NARRATIVAS DE SUJEITOS DO CAMPO: O POTENCIAL PEDAGÓGICO DA MEMÓRIA E DA IDENTIDADE
DOI:
https://doi.org/10.51891/rease.v12i4.25889Palavras-chave:
Narrativas orais. Educação do Campo. Memória. Identidade e cultura. Formação de professores. Análise Textual Discursiva. Amazônia Paraense.Resumo
Este artigo apresenta uma pesquisa de abordagem Narrativa que investiga o potencial pedagógico das narrativas de vida de sujeitos do campo de uma comunidade rural da Amazônia Paraense. A partir de entrevistas semiestruturadas realizadas com três colaboradores (um caminhoneiro, uma professora e um professor), emergem trajetórias marcadas pela migração inter-regional, pela luta por terra e educação e pela construção de identidades híbridas no contexto da colonização recente da floresta amazônica. O referencial teórico articula quatro eixos: Paulo Freire (dialogicidade, conscientização e saberes de experiência feito), Boris Cyrulnik (resiliência e narrativa autobiográfica como ato de recomposição), Tomás Tadeu da Silva (identidade, diferença e representação) e Néstor García Canclini (hibridismo cultural e culturas populares).
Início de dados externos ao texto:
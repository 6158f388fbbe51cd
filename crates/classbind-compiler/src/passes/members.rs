//! Member Pass (Pass 3) - create the members of every gathered type.
//!
//! Types are visited in gather order, so a base class always has its
//! members before a derived class checks against them. Each declaration is
//! turned into one or more [`MemberEntry`] records:
//!
//! - fields, one per declarator
//! - methods, constructors and operators
//! - properties and indexers with their `get_`/`set_` accessors
//! - events with their `add_`/`remove_` accessors and, for field-like
//!   events, a hidden backing field
//! - enum members as literal static fields
//! - the runtime constructor and `Invoke` method of a delegate
//!
//! Before a member is registered it is checked against what the class and
//! its parents already declare: duplicates, hiding without `new`, overriding
//! without `override`, and `override` with nothing to override. A failed
//! check is reported and, except for duplicates, the member is still
//! created so later phases see it.
//!
//! Attribute sections are not bound here. Every declaration that carries
//! sections is recorded as an [`AttributeSite`] for the attribute binder.

use classbind_ast::{
    AttributeSection, ClassMemberDecl, DelegateMemberDecl, EnumMemberDecl, EventDecl, Expr,
    FieldDecl, MemberName, MethodDecl, MethodKind, Modifiers, ParamDecl, ParamDeclModifier,
    PropertyDecl, TypeDecl, TypeExpr,
};
use classbind_core::{
    AttachedAttribute, ClassId, ClassKind, CompilationError, CompilationWarning, ConstValue,
    DataType, FatalError, MemberData, MemberEntry, MemberFlags, MemberId, Param, ParamModifier,
    PrimitiveType, ProgramItem, Signature, Span, Visibility,
};
use tracing::{debug, trace};

use super::DeclaredType;
use crate::attributes::{AttributeSite, Declaration, blob};
use crate::context::{CompilationContext, ResolutionContext, WellKnown};

/// Output of the member pass.
#[derive(Debug, Default)]
pub struct MemberOutput<'ast> {
    /// Number of members registered.
    pub members: usize,
    /// Declarations carrying attribute sections, in declaration order with
    /// each type after its members.
    pub sites: Vec<AttributeSite<'ast>>,
}

/// Whether a method was written by the user or synthesized for a property
/// or event. Hiding is reported once, on the property or event itself.
#[derive(Debug, Clone, Copy, PartialEq, Eq)]
enum Role {
    Declared,
    Accessor,
}

/// What an existing member does to a new one with the same name.
#[derive(Debug, Clone, Copy, PartialEq, Eq)]
enum Clash {
    None,
    Local(MemberId),
    Inherited(MemberId),
}

/// How a declaration relates to an interface named in its member name.
#[derive(Debug, Clone, Copy, PartialEq, Eq)]
enum Implementing {
    Implicit,
    Explicit(ClassId),
    /// Already reported; the declaration is dropped.
    Invalid,
}

/// Pass 3: create members.
pub struct MemberPass<'a, 'ast> {
    ctx: &'a mut CompilationContext,
    types: &'a [DeclaredType<'ast>],
    members: usize,
    sites: Vec<AttributeSite<'ast>>,
}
O processo analítico seguiu o protocolo da ATD em três etapas: unitarização, categorização e construção do metatexto, resultando em 87 unidades de significado agrupadas em três categorias emergentes nomeadas: (1) Migração, terra e pertencimento; (2) Educação como resistência e emancipação; (3) Resiliência, hibridismo e recomposição identitária. Os resultados apontam para a fertilidade pedagógica das histórias de vida como dispositivos de educação popular, formação docente e currículo culturalmente situado, com implicações diretas para as práticas escolares e para a formação inicial e continuada de professores da Educação do Campo.